— Task —
How many lines below contain the word "None"? Reply solely with the number.

Records shown below:

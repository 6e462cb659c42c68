use super::{CommandId, NetFn};

/// An IPMI response.
#[derive(Debug, Clone, PartialEq)]
pub struct Response {
    seq: i64,
    netfn: u8,
    cmd: u8,
    data: Vec<u8>,
}

impl Response {
    /// Create a new IPMI response message.
    ///
    /// `data` starts with the completion code. Returns `None` if `netfn` is
    /// not a response value, or if `data` is empty.
    pub fn new(netfn: u8, cmd: u8, data: Vec<u8>, seq: i64) -> Option<Self> {
        let netfn_parsed = NetFn::from(netfn);

        if data.is_empty() || netfn_parsed.response_value() != netfn {
            None
        } else {
            Some(Self {
                netfn,
                cmd,
                data,
                seq,
            })
        }
    }

    /// Get the netfn for the response.
    pub fn netfn(&self) -> NetFn {
        self.netfn.into()
    }

    /// Get the raw value of the netfn for the response.
    pub fn netfn_raw(&self) -> u8 {
        self.netfn
    }

    /// Get the command value for the response.
    pub fn cmd(&self) -> u8 {
        self.cmd
    }

    /// The command this is a response to.
    pub fn command(&self) -> CommandId {
        CommandId::new(self.netfn(), self.cmd)
    }

    /// Get the sequence number for the response.
    pub fn seq(&self) -> i64 {
        self.seq
    }

    /// Get the completion code for the response.
    pub fn cc(&self) -> u8 {
        self.data[0]
    }

    /// Get a shared reference to the data of the response (does not include netfn, command, or completion code).
    pub fn data(&self) -> &[u8] {
        &self.data[1..]
    }
}
use super::{CommandId, LogicalUnit, Message};

/// A [`Message`] addressed to a logical unit of the BMC.
#[derive(Clone, Debug)]
pub struct Request {
    lun: LogicalUnit,
    message: Message,
}

impl Request {
    /// `message` should carry the request value of its netfn, see
    /// [`Message::new_request`].
    pub const fn new(message: Message, lun: LogicalUnit) -> Self {
        Self { lun, message }
    }

    pub fn command(&self) -> CommandId {
        self.message.command()
    }

    /// The request data, without netfn and command.
    pub fn data(&self) -> &[u8] {
        self.message.data()
    }

    pub fn lun(&self) -> LogicalUnit {
        self.lun
    }
}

End of Records shown.

— Completed exercise —
2